Day 6: Hard Math

Day 6: Hard Math January 9, 2014

If I told you how many many edges and how many vertices were on a soccer ball, could you tell me how many faces were on it? No?  Neither could I before a few weeks ago.

The boys take a math class taught by MIT grad students.  When they had to miss one week, I asked the instructor to send me the problem for the week and we got together with our homeschool crew to work on it.  The question was whether or not you could determine the number of faces on a polyhedron if you knew the number of sides and vertices.

It was great fun to watch the kids build shapes, count the sides, faces, and vertices, and discover the relationship between them.  With a little help from the adults, the kids discovered Euler’s formula: V-E-2=F.  How cool is that?

Ezra had to leave for an appointment just as they were determining the formula.  When he came home, he burst through the door hollering, “Did they get it?  What was the formula?”
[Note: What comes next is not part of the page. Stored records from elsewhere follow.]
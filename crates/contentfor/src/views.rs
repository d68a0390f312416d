//! The compiled view and layout templates of an application.
//!
//! [`Views`] owns the [`Config`] and the main [`TemplateSet`] built from the
//! view directories. The layout set is compiled from the layout directory the
//! first time a layout is needed and then kept for the life of the `Views`.
//! A failed layout load is not remembered: the next request tries again.

use std::error::Error;
use std::sync::Arc;

use contentfor_render::{RenderError, TemplateSet};
use once_cell::sync::OnceCell;

use crate::config::Config;
use crate::error::{LayoutError, SourceError};
use crate::parse::parse_template_error;

/// View templates, layout templates and the configuration they came from.
#[derive(Debug)]
pub struct Views {
    config: Arc<Config>,
    templates: Arc<TemplateSet>,
    layouts: OnceCell<Arc<TemplateSet>>,
}

impl Views {
    /// Wraps an already compiled view set.
    pub fn new(config: impl Into<Arc<Config>>, templates: Arc<TemplateSet>) -> Self {
        Self {
            config: config.into(),
            templates,
            layouts: OnceCell::new(),
        }
    }

    /// Compiles the configured view directories.
    pub fn load(config: impl Into<Arc<Config>>) -> Result<Self, RenderError> {
        let config = config.into();
        let dirs = config.view_dirs();
        let templates = TemplateSet::load(&dirs[..])?;
        tracing::info!(
            dirs = dirs.len(),
            templates = templates.len(),
            "loaded view templates"
        );
        Ok(Self::new(config, Arc::new(templates)))
    }

    /// Uses `layouts` instead of loading the layout directory.
    pub fn with_layouts(self, layouts: Arc<TemplateSet>) -> Self {
        Self {
            layouts: OnceCell::with_value(layouts),
            ..self
        }
    }

    pub fn config(&self) -> &Config {
        &self.config
    }

    /// The main view templates.
    pub fn templates(&self) -> &Arc<TemplateSet> {
        &self.templates
    }

    /// The layout templates, loading them on first use.
    ///
    /// # Errors
    ///
    /// Returns [`LayoutError::LayoutLoad`] if the layout directory is missing
    /// or a layout fails to compile. The failure is not cached.
    pub fn layouts(&self) -> Result<&Arc<TemplateSet>, LayoutError> {
        self.layouts.get_or_try_init(|| {
            let dir = self.config.layout_dir();
            match TemplateSet::load(&[&dir]) {
                Ok(set) => {
                    tracing::info!(
                        dir = %dir.display(),
                        layouts = set.len(),
                        "loaded layout templates"
                    );
                    Ok(Arc::new(set))
                }
                Err(source) => {
                    tracing::error!(dir = %dir.display(), error = %source, "failed to load layouts");
                    Err(LayoutError::LayoutLoad { path: dir, source })
                }
            }
        })
    }

    /// The layout set, if it has been loaded.
    pub fn loaded_layouts(&self) -> Option<&Arc<TemplateSet>> {
        self.layouts.get()
    }

    /// Source lines of a template, looked up in the views and then in the
    /// loaded layouts.
    pub fn source_lines(&self, name: &str) -> Option<Vec<String>> {
        self.templates
            .source_lines(name)
            .or_else(|| self.loaded_layouts()?.source_lines(name))
    }

    /// Builds a [`SourceError`] from any error, locating the template and
    /// line when the message carries them.
    pub fn source_error(&self, title: &str, err: &dyn Error) -> SourceError {
        let parsed = parse_template_error(&err.to_string());
        let source_lines = if parsed.template_name.is_empty() {
            Vec::new()
        } else {
            self.source_lines(&parsed.template_name).unwrap_or_default()
        };
        SourceError {
            title: title.to_string(),
            path: parsed.template_name,
            description: parsed.description,
            line: parsed.line,
            source_lines,
        }
    }
}
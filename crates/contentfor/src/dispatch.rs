//! Running an action and applying its result.
//!
//! Actions are plain functions over a [`LayoutController`] returning an
//! [`ActionOutcome`]. Errors raised with `?` inside the action become a 500
//! error page, so actions can use `anyhow` freely:
//!
//! ```rust,ignore
//! fn index(c: &mut LayoutController) -> ActionOutcome {
//!     let hotels = db.hotels().context("loading hotels")?;
//!     Ok(c.render(RenderArgs::new().with("hotels", hotels)))
//! }
//!
//! invoke(&mut controller, index, &mut response);
//! ```

use crate::controller::LayoutController;
use crate::response::Response;
use crate::result::ActionResult;

/// What an action returns.
pub type ActionOutcome = anyhow::Result<Box<dyn ActionResult>>;

/// Runs `action` and writes its result to `resp`.
pub fn invoke<F>(controller: &mut LayoutController, action: F, resp: &mut Response)
where
    F: FnOnce(&mut LayoutController) -> ActionOutcome,
{
    tracing::debug!(
        controller = %controller.name,
        action = %controller.action,
        path = %controller.request.path,
        "invoking action"
    );
    let mut result = match action(controller) {
        Ok(result) => result,
        Err(err) => controller.render_error(&*err),
    };
    let request = controller.request.clone();
    result.apply(&request, resp);
}
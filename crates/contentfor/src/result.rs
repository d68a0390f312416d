//! Action results: what an action hands back to be written to the response.
//!
//! An action never writes to the response directly. It returns a value
//! implementing [`ActionResult`], and the caller applies it once the action
//! has finished. This keeps every write to the response in one place:
//!
//! - [`RenderLayoutResult`](crate::RenderLayoutResult): a page, optionally
//!   wrapped in a layout
//! - [`ErrorResult`]: a structured error page
//! - [`PlaintextErrorResult`]: a bare `text/plain` 500

use std::io::Write;
use std::sync::Arc;

use contentfor_render::{RenderArgs, TemplateSet};
use http::StatusCode;

use crate::error::SourceError;
use crate::response::{Request, Response};

const PLAINTEXT: &str = "text/plain; charset=utf-8";

/// Something that can write itself to a response.
pub trait ActionResult {
    fn apply(&mut self, req: &Request, resp: &mut Response);
}

/// The content type for a request format, always with a UTF-8 charset.
///
/// Unknown formats are served as HTML.
pub fn content_type_for(format: &str) -> &'static str {
    match format {
        "json" => "application/json; charset=utf-8",
        "xml" => "application/xml; charset=utf-8",
        "txt" => PLAINTEXT,
        "js" => "application/javascript; charset=utf-8",
        "css" => "text/css; charset=utf-8",
        _ => "text/html; charset=utf-8",
    }
}

fn write_body(req: &Request, resp: &mut Response, body: &[u8]) {
    if req.is_head() {
        return;
    }
    if let Err(err) = resp.write_all(body) {
        tracing::warn!(error = %err, path = %req.path, "failed to write response body");
    }
}

/// A 500 with the error text as a plain-text body.
#[derive(Debug, Clone)]
pub struct PlaintextErrorResult {
    pub error: String,
}

impl PlaintextErrorResult {
    pub fn new(error: impl Into<String>) -> Self {
        Self {
            error: error.into(),
        }
    }
}

impl ActionResult for PlaintextErrorResult {
    fn apply(&mut self, req: &Request, resp: &mut Response) {
        resp.write_header(StatusCode::INTERNAL_SERVER_ERROR, PLAINTEXT);
        write_body(req, resp, self.error.as_bytes());
    }
}

/// An error page.
///
/// The status is taken from the response when it already holds an error
/// status, else 500. When the view templates contain
/// `errors/<status>.<format>` that template renders the page with the render
/// arguments plus `Error` (the [`SourceError`]) and `Status`. Otherwise the
/// error is written as plain text with its source context.
#[derive(Debug)]
pub struct ErrorResult {
    pub render_args: RenderArgs,
    pub error: SourceError,
    templates: Option<Arc<TemplateSet>>,
}

impl ErrorResult {
    pub fn new(render_args: RenderArgs, error: SourceError) -> Self {
        Self {
            render_args,
            error,
            templates: None,
        }
    }

    /// Looks for error page templates in `templates`.
    pub fn with_templates(mut self, templates: Arc<TemplateSet>) -> Self {
        self.templates = Some(templates);
        self
    }

    fn render_page(&self, status: StatusCode, format: &str) -> Option<String> {
        let templates = self.templates.as_ref()?;
        let name = format!("errors/{}.{}", status.as_u16(), format);
        let template = templates.template(&name).ok()?;

        let mut args = self.render_args.clone();
        args.insert("Error", &self.error);
        args.insert("Status", status.as_u16());
        match template.render_to_string(&args.to_value()) {
            Ok(page) => Some(page),
            Err(err) => {
                tracing::warn!(
                    template = template.name(),
                    error = %err,
                    "error page template failed, falling back to plain text"
                );
                None
            }
        }
    }
}

impl ActionResult for ErrorResult {
    fn apply(&mut self, req: &Request, resp: &mut Response) {
        let status = resp.error_status();
        resp.status = Some(status);

        match self.render_page(status, &req.format) {
            Some(page) => {
                resp.write_header(status, content_type_for(&req.format));
                write_body(req, resp, page.as_bytes());
            }
            None => {
                resp.write_header(status, PLAINTEXT);
                write_body(req, resp, self.error.to_plaintext().as_bytes());
            }
        }
    }
}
Can you imagine math that is so captivating that a nine-year-old boy who is none too academically inclined would burst through door demanding to get right back to it?

Math that is necessary to help kids answer questions they are interested in is motivating. Now I’m not giving up on kill and drill.  I still think that has its place, and my boys do some every morning.  But there needs to be more than that if kids are going to stay interested in math and develop the habits of mind of mathematicians.

Next semester, along with the Western Expansion class, I am going to co-teach a math class from Interactive Mathematics Program, about the Overland Trail.  The kids will form families on a wagon train and will have to plan for and execute the long trip across the country.  Along the way, they will explore linear relationships in a deep way.  The question – Can we survive this trip with this amount of supplies? – is motivating enough that kids will be excited about learning algebra.

I think of all of this today because we had the same group of kids over to start a unit on tiling floors from a book called Hard Math For Elementary School.  We started out looking at Islamic tile patterns from the Berber kingdom, which we are studing in humanities.  What are different ways to tile a floor with geometric shapes?  What mathematical principles can we uncover as we work with the shapes?  We met for an hour-and-a-half today and started to ask what kinds of shapes can be put together without leaving gaps in the pattern.  Can you say fun?

What else did we do today?  You guessed it.  We worked on those never-ending Africa projects before the math group.  And then the whole group met some friends at the Frog Pond in Boston to go skating when it’s not crowded because everyone is at work or school.  Ezra didn’t wear a coat in 35 degree weather. Is there some math to help me understand THAT?